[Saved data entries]
:::::

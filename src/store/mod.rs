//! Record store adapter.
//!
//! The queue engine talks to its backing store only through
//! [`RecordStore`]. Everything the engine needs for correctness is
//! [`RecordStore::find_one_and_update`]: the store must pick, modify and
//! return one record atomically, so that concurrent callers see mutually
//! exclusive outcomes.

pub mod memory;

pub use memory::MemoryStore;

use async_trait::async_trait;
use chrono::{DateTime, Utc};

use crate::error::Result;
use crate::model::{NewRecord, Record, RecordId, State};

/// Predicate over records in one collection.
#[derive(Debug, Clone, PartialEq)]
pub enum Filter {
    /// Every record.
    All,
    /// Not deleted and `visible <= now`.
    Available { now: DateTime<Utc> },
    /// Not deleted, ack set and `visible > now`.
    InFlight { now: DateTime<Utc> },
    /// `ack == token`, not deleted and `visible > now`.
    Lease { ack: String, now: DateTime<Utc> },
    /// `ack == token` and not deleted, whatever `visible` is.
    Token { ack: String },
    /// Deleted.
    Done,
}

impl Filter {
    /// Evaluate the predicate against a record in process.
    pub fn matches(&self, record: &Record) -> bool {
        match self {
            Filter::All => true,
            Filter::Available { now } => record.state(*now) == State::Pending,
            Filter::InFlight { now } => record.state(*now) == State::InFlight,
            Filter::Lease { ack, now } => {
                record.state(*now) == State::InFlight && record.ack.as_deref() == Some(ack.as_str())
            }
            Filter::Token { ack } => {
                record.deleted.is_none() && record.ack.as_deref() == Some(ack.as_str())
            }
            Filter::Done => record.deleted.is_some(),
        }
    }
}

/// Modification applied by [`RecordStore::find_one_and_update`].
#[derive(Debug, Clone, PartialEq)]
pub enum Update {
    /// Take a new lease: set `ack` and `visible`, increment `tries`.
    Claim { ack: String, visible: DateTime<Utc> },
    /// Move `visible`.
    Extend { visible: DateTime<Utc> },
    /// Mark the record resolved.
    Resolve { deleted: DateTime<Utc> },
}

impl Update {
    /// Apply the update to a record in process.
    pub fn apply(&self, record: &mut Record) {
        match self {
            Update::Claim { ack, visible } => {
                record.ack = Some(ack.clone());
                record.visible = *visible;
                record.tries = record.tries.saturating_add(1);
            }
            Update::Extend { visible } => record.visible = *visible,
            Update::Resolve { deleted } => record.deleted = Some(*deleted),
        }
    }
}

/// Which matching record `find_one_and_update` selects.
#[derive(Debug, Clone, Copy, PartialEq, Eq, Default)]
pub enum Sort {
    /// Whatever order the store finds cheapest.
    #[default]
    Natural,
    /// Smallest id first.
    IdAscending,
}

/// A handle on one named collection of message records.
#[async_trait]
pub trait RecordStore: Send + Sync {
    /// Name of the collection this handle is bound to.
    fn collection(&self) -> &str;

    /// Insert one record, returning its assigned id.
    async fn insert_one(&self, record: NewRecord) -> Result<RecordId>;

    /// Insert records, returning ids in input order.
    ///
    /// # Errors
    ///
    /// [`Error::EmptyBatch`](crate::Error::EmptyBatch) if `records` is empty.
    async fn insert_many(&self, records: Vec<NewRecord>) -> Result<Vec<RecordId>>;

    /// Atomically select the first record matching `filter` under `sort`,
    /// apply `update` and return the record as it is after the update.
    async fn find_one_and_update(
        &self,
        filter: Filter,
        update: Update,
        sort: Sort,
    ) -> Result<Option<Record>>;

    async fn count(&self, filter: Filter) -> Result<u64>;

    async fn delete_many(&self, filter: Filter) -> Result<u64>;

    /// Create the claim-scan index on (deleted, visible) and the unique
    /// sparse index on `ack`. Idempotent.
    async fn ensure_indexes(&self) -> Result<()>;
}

:::::

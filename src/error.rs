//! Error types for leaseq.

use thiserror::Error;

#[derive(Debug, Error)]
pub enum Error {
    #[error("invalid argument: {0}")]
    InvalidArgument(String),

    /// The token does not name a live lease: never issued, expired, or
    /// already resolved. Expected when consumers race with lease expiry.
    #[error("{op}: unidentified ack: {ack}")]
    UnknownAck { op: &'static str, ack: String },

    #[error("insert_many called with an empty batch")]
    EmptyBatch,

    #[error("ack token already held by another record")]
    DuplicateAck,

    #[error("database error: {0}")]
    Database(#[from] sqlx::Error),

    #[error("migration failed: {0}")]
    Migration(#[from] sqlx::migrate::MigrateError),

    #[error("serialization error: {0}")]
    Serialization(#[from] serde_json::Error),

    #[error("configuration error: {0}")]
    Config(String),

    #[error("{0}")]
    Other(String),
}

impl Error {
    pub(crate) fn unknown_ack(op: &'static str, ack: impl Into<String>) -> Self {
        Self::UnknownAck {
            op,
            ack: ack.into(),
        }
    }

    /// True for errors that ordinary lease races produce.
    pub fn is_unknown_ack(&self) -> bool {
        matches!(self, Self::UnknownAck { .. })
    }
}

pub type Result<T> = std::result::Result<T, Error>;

:::::

• **What is required**
What is needed is the number of lines in the data that contain "DateTime", given with nothing else.

• **Solution below**
7